### SOURCE RECORDS:
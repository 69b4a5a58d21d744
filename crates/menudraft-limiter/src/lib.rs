//! menudraft Rate Limiter
//!
//! Fixed-window request counting keyed by an arbitrary string (the
//! organization id), with a background sweep of expired windows.
//!
//! # Overview
//!
//! - **Check**: [`RateLimiter::check`] counts a request against
//!   `prefix:key`. The first request of a window opens it for
//!   `window_secs`; requests beyond `limit` are rejected with the seconds
//!   left in the window.
//! - **Sweep**: [`SweepWorker`] deletes every record whose window has
//!   passed, on a fixed interval independent of traffic.
//! - **Metrics**: [`LimiterMetrics`] counts allowed, rejected and swept.
//!
//! # Deployment note
//!
//! Counters live in process memory. Each instance enforces its own window,
//! so behind N instances the aggregate limit per key is `limit × N`.
//!
//! # Usage
//!
//! ```
//! use menudraft_domain::ManualClock;
//! use menudraft_limiter::{LimiterError, RateLimitConfig, RateLimiter};
//! use std::sync::Arc;
//!
//! let limiter = RateLimiter::new(Arc::new(ManualClock::new(0)));
//! let config = RateLimitConfig { limit: 2, ..Default::default() };
//!
//! assert!(limiter.check("org-1", &config).is_ok());
//! assert!(limiter.check("org-1", &config).is_ok());
//! assert_eq!(
//!     limiter.check("org-1", &config),
//!     Err(LimiterError::RateLimitExceeded { retry_after_secs: 60 })
//! );
//! ```

#![warn(missing_docs)]

mod config;
mod error;
mod limiter;
mod metrics;
mod worker;

pub use config::{RateLimitConfig, DEFAULT_KEY_PREFIX};
pub use error::LimiterError;
pub use limiter::{RateLimitRecord, RateLimiter};
pub use metrics::LimiterMetrics;
pub use worker::{SweepWorker, SweeperHandle};
//! HTTP request handlers for the extraction service.
//!
//! Implements enqueue, run, job lookup and health check endpoints using axum.

use axum::{
    extract::{rejection::JsonRejection, Path, State},
    http::{header, HeaderValue, StatusCode},
    response::{IntoResponse, Json, Response},
    routing::{get, post},
    Router as AxumRouter,
};
use menudraft_domain::traits::{AttachmentRepository, JobRepository, LlmProvider};
use menudraft_domain::Job;
use menudraft_runner::{
    parse_attachment_id, parse_job_id, EnqueueResult, JobRunner, RunError, RunResult,
};
use serde::{Deserialize, Serialize};
use std::sync::Arc;
use tracing::warn;

/// Shared application state
pub struct AppState<J, A, L>
where
    J: JobRepository,
    A: AttachmentRepository,
    L: LlmProvider,
{
    /// Job runner driving every request
    pub runner: Arc<JobRunner<J, A, L>>,
}

impl<J, A, L> Clone for AppState<J, A, L>
where
    J: JobRepository,
    A: AttachmentRepository,
    L: LlmProvider,
{
    fn clone(&self) -> Self {
        Self {
            runner: self.runner.clone(),
        }
    }
}

/// Enqueue request body
#[derive(Debug, Default, Deserialize)]
#[serde(rename_all = "camelCase")]
pub struct EnqueueRequest {
    /// Attachment to extract from
    #[serde(default)]
    pub attachment_id: Option<String>,
}

/// Run request body
#[derive(Debug, Default, Deserialize)]
#[serde(rename_all = "camelCase")]
pub struct RunRequest {
    /// Job to run
    #[serde(default)]
    pub job_id: Option<String>,
}

/// Health check response
#[derive(Debug, Serialize, Deserialize)]
#[serde(rename_all = "camelCase")]
pub struct HealthCheckResponse {
    /// Overall health status
    pub status: String,
    /// Provider recorded on new jobs
    pub provider: String,
    /// Rate-limit keys currently tracked by this instance
    pub tracked_rate_limit_keys: usize,
}

/// Error response
#[derive(Debug, Serialize, Deserialize)]
pub struct ErrorResponse {
    /// Error message
    pub error: String,
    /// Seconds until the caller may retry (rate limiting only)
    #[serde(rename = "retryAfterSeconds", skip_serializing_if = "Option::is_none")]
    pub retry_after_seconds: Option<u64>,
}

/// Application error type
#[derive(Debug)]
pub enum AppError {
    /// Error from the job runner
    Run(RunError),
    /// Request body is not valid JSON
    InvalidBody(String),
}

impl IntoResponse for AppError {
    fn into_response(self) -> Response {
        let (status, message, retry_after) = match self {
            AppError::InvalidBody(msg) => (StatusCode::BAD_REQUEST, msg, None),
            AppError::Run(e) => {
                let status = match &e {
                    RunError::InvalidArgument(_) => StatusCode::BAD_REQUEST,
                    RunError::NotFound(_) => StatusCode::NOT_FOUND,
                    RunError::InProgress(_) => StatusCode::CONFLICT,
                    RunError::RateLimited { .. } => StatusCode::TOO_MANY_REQUESTS,
                    RunError::ExtractionFailed(_) | RunError::Repository(_) => {
                        StatusCode::INTERNAL_SERVER_ERROR
                    }
                };
                let retry_after = match &e {
                    RunError::RateLimited { retry_after_secs } => Some(*retry_after_secs),
                    _ => None,
                };
                let message = match e {
                    RunError::ExtractionFailed(msg) => msg,
                    other => other.to_string(),
                };
                (status, message, retry_after)
            }
        };

        if status.is_server_error() {
            warn!("Request failed with {}: {}", status, message);
        }

        let body = Json(ErrorResponse {
            error: message,
            retry_after_seconds: retry_after,
        });
        let mut response = (status, body).into_response();
        if let Some(secs) = retry_after {
            response
                .headers_mut()
                .insert(header::RETRY_AFTER, HeaderValue::from(secs));
        }
        response
    }
}

impl From<RunError> for AppError {
    fn from(e: RunError) -> Self {
        AppError::Run(e)
    }
}

impl From<JsonRejection> for AppError {
    fn from(e: JsonRejection) -> Self {
        AppError::InvalidBody(e.body_text())
    }
}

/// POST /ocr/enqueue - Create a queued job for an attachment
async fn enqueue<J, A, L>(
    State(state): State<AppState<J, A, L>>,
    body: Result<Json<EnqueueRequest>, JsonRejection>,
) -> Result<Json<EnqueueResult>, AppError>
where
    J: JobRepository + 'static,
    A: AttachmentRepository + 'static,
    L: LlmProvider + 'static,
{
    let Json(request) = body?;
    let attachment_id = parse_attachment_id(request.attachment_id.as_deref())?;
    let result = state.runner.enqueue(attachment_id).await?;
    Ok(Json(result))
}

/// POST /ocr/run - Run a job and return its draft
async fn run<J, A, L>(
    State(state): State<AppState<J, A, L>>,
    body: Result<Json<RunRequest>, JsonRejection>,
) -> Result<Json<RunResult>, AppError>
where
    J: JobRepository + 'static,
    A: AttachmentRepository + 'static,
    L: LlmProvider + 'static,
{
    let Json(request) = body?;
    let job_id = parse_job_id(request.job_id.as_deref())?;
    let result = state.runner.run(job_id).await?;
    Ok(Json(result))
}

/// GET /ocr/jobs/:id - Job record, including status and draft
async fn get_job<J, A, L>(
    State(state): State<AppState<J, A, L>>,
    Path(id): Path<String>,
) -> Result<Json<Job>, AppError>
where
    J: JobRepository + 'static,
    A: AttachmentRepository + 'static,
    L: LlmProvider + 'static,
{
    let job_id = parse_job_id(Some(id.as_str()))?;
    let job = state.runner.get_job(job_id).await?;
    Ok(Json(job))
}

/// GET /health - Liveness plus provider and limiter state
async fn health_check<J, A, L>(State(state): State<AppState<J, A, L>>) -> Json<HealthCheckResponse>
where
    J: JobRepository + 'static,
    A: AttachmentRepository + 'static,
    L: LlmProvider + 'static,
{
    Json(HealthCheckResponse {
        status: "ok".to_string(),
        provider: state.runner.provider().to_string(),
        tracked_rate_limit_keys: state.runner.limiter().tracked_keys(),
    })
}

/// Create the axum router with all routes
pub fn create_router<J, A, L>(state: AppState<J, A, L>) -> AxumRouter
where
    J: JobRepository + 'static,
    A: AttachmentRepository + 'static,
    L: LlmProvider + 'static,
{
    AxumRouter::new()
        .route("/ocr/enqueue", post(enqueue::<J, A, L>))
        .route("/ocr/run", post(run::<J, A, L>))
        .route("/ocr/jobs/:id", get(get_job::<J, A, L>))
        .route("/health", get(health_check::<J, A, L>))
        .with_state(state)
}

#[cfg(test)]
mod tests {
    use super::*;
    use axum::body::Body;
    use axum::http::Request;
    use menudraft_domain::ManualClock;
    use menudraft_limiter::RateLimiter;
    use menudraft_llm::MockProvider;
    use menudraft_runner::RunnerConfig;
    use menudraft_store::{InMemoryAttachmentStore, InMemoryJobStore};
    use tower::ServiceExt; // for oneshot

    fn create_test_state() -> AppState<InMemoryJobStore, InMemoryAttachmentStore, MockProvider> {
        let clock = Arc::new(ManualClock::new(0));
        let runner = JobRunner::new(
            Arc::new(InMemoryJobStore::new()),
            Arc::new(InMemoryAttachmentStore::new()),
            Arc::new(RateLimiter::new(clock.clone())),
            clock,
            RunnerConfig::default(),
        );
        AppState {
            runner: Arc::new(runner),
        }
    }

    #[tokio::test]
    async fn test_health_check() {
        let app = create_router(create_test_state());

        let request = Request::builder()
            .uri("/health")
            .body(Body::empty())
            .unwrap();

        let response = app.oneshot(request).await.unwrap();
        assert_eq!(response.status(), StatusCode::OK);
    }

    #[tokio::test]
    async fn test_enqueue_without_attachment_id() {
        let app = create_router(create_test_state());

        let request = Request::builder()
            .method("POST")
            .uri("/ocr/enqueue")
            .header("content-type", "application/json")
            .body(Body::from("{}"))
            .unwrap();

        let response = app.oneshot(request).await.unwrap();
        assert_eq!(response.status(), StatusCode::BAD_REQUEST);
    }

    #[test]
    fn test_rate_limited_response_headers() {
        let response = AppError::Run(RunError::RateLimited {
            retry_after_secs: 42,
        })
        .into_response();

        assert_eq!(response.status(), StatusCode::TOO_MANY_REQUESTS);
        assert_eq!(response.headers().get(header::RETRY_AFTER).unwrap(), "42");
    }

    #[test]
    fn test_error_status_mapping() {
        let cases = [
            (RunError::InvalidArgument("x".into()), StatusCode::BAD_REQUEST),
            (RunError::NotFound("x".into()), StatusCode::NOT_FOUND),
            (
                RunError::InProgress(menudraft_domain::JobId::new()),
                StatusCode::CONFLICT,
            ),
            (RunError::ExtractionFailed("x".into()), StatusCode::INTERNAL_SERVER_ERROR),
            (RunError::Repository("x".into()), StatusCode::INTERNAL_SERVER_ERROR),
        ];
        for (error, status) in cases {
            assert_eq!(AppError::Run(error).into_response().status(), status);
        }
    }
}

### WORK ORDER:
One stretch of the lines above is wanted, from the line that contains "pub fn create_router<J, A, L>(state: AppState<J, A, L>)" through the line that contains "use tower::ServiceExt; // for oneshot". Output it exactly.

### YOUR RESPONSE:
pub fn create_router<J, A, L>(state: AppState<J, A, L>) -> AxumRouter
where
    J: JobRepository + 'static,
    A: AttachmentRepository + 'static,
    L: LlmProvider + 'static,
{
    AxumRouter::new()
        .route("/ocr/enqueue", post(enqueue::<J, A, L>))
        .route("/ocr/run", post(run::<J, A, L>))
        .route("/ocr/jobs/:id", get(get_job::<J, A, L>))
        .route("/health", get(health_check::<J, A, L>))
        .with_state(state)
}

#[cfg(test)]
mod tests {
    use super::*;
    use axum::body::Body;
    use axum::http::Request;
    use menudraft_domain::ManualClock;
    use menudraft_limiter::RateLimiter;
    use menudraft_llm::MockProvider;
    use menudraft_runner::RunnerConfig;
    use menudraft_store::{InMemoryAttachmentStore, InMemoryJobStore};
    use tower::ServiceExt; // for oneshot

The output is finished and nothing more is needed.